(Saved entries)
↓↓↓
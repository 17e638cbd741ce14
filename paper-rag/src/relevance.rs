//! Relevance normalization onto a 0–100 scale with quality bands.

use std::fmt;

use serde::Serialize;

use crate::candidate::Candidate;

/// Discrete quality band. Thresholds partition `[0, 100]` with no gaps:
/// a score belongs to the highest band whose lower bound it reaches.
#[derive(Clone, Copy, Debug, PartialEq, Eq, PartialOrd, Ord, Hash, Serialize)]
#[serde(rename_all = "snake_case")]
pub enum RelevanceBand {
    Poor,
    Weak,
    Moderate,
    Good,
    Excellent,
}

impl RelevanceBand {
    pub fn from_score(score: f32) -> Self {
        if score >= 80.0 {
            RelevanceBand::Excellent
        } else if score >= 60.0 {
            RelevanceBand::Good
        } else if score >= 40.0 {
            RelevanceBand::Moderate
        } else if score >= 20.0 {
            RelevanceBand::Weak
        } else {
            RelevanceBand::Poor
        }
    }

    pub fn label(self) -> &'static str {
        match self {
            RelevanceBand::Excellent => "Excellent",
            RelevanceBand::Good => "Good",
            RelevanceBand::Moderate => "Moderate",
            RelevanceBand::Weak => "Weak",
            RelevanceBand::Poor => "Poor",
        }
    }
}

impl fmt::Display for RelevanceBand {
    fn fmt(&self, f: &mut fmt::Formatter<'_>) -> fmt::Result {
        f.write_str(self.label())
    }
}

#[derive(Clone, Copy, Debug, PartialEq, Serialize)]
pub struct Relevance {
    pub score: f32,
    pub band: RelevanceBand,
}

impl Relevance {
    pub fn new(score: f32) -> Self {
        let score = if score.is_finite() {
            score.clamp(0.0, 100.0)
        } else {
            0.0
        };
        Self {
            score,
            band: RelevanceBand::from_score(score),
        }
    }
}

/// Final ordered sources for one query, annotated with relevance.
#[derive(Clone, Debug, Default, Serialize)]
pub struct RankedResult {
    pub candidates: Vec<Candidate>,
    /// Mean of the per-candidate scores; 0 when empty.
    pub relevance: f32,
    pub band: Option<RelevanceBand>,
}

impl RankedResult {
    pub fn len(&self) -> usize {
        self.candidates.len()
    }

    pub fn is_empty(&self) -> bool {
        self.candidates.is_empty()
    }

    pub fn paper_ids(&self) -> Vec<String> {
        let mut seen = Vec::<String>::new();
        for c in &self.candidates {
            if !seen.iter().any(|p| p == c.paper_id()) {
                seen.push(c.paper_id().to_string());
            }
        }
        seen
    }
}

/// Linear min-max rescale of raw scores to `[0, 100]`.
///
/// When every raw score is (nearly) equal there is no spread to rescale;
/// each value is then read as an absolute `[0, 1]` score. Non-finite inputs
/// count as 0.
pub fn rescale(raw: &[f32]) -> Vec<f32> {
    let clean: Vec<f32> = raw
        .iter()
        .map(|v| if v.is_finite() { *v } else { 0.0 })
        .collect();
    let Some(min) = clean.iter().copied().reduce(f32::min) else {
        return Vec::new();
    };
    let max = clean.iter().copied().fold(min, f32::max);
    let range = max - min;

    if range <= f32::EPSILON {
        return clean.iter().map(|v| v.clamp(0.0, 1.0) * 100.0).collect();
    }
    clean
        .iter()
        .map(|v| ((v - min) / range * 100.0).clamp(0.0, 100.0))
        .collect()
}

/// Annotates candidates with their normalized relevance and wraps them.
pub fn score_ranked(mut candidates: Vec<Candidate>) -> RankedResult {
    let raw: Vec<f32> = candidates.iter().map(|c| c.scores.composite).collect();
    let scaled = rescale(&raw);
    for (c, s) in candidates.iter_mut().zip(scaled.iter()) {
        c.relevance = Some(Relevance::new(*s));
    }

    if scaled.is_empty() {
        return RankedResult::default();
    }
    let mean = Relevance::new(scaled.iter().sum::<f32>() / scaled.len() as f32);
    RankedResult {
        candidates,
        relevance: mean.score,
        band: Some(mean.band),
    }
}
↑↑↑
↓↓↓
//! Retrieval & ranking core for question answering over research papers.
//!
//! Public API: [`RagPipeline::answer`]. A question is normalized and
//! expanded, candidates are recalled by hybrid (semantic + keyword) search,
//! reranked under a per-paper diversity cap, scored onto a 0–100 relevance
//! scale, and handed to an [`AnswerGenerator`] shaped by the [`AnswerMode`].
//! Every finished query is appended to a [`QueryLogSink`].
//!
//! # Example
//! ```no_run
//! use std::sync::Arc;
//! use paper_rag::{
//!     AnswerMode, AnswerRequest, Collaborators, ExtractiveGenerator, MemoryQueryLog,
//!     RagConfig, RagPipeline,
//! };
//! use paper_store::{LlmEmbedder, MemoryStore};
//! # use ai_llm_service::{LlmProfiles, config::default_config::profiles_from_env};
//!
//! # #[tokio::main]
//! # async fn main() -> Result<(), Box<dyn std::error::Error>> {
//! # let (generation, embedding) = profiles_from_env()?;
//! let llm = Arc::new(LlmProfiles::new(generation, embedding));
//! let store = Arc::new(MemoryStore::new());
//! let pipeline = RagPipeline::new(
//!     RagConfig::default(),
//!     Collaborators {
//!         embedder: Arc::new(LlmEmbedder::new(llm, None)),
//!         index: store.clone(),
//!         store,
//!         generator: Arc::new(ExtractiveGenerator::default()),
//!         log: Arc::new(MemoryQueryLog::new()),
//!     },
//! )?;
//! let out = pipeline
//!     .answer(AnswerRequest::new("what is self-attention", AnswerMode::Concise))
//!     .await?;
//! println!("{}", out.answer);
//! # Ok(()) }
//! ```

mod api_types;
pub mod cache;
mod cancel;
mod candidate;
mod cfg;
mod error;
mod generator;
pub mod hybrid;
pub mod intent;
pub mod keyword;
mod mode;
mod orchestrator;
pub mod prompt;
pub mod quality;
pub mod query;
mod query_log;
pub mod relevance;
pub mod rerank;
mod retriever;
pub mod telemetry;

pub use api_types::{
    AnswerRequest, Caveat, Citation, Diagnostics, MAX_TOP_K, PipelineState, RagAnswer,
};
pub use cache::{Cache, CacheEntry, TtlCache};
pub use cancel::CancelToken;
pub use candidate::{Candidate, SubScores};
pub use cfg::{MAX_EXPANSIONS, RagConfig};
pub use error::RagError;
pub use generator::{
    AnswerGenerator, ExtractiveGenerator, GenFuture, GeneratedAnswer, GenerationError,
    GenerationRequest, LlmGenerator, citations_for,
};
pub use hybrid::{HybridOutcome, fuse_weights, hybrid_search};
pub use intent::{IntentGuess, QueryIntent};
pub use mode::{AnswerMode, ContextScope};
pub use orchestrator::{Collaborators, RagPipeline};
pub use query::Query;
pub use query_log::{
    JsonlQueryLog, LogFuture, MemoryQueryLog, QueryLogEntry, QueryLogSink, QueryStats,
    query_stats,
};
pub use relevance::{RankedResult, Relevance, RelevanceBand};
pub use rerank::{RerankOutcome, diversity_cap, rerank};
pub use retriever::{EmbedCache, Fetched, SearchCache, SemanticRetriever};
↑↑↑
↓↓↓
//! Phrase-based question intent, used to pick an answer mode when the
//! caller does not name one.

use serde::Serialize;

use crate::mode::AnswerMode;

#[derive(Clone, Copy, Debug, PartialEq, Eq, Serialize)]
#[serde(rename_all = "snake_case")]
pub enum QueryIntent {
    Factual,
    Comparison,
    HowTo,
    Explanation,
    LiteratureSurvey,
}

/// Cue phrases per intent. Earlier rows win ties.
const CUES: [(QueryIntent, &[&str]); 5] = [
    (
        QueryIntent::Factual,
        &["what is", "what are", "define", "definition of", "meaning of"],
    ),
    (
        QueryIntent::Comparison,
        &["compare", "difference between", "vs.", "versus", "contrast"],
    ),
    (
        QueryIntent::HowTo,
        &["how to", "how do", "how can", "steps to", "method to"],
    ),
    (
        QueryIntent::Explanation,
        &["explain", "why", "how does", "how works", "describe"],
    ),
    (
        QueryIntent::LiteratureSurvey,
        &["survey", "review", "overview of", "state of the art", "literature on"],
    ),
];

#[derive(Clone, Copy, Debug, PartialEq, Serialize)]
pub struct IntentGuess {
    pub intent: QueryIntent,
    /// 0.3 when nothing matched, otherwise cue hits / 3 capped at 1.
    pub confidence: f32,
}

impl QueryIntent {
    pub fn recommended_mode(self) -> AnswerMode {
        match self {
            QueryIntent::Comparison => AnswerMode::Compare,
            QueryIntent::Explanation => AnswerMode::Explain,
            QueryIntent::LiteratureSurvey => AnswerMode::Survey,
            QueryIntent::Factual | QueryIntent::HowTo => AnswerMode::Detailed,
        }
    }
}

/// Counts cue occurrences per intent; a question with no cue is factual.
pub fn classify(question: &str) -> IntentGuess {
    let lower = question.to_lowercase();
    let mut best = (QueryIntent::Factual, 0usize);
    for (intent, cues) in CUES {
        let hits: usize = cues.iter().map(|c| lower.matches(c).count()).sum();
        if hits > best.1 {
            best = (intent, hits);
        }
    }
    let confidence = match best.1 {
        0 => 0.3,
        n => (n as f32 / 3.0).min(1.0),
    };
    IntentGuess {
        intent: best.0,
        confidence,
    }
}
↑↑↑
## What is being asked
Where a line in the entries holds the word "AnswerRequest", copy that line.

## Completed exercise
//!     AnswerMode, AnswerRequest, Collaborators, ExtractiveGenerator, MemoryQueryLog,
//!     .answer(AnswerRequest::new("what is self-attention", AnswerMode::Concise))
    AnswerRequest, Caveat, Citation, Diagnostics, MAX_TOP_K, PipelineState, RagAnswer,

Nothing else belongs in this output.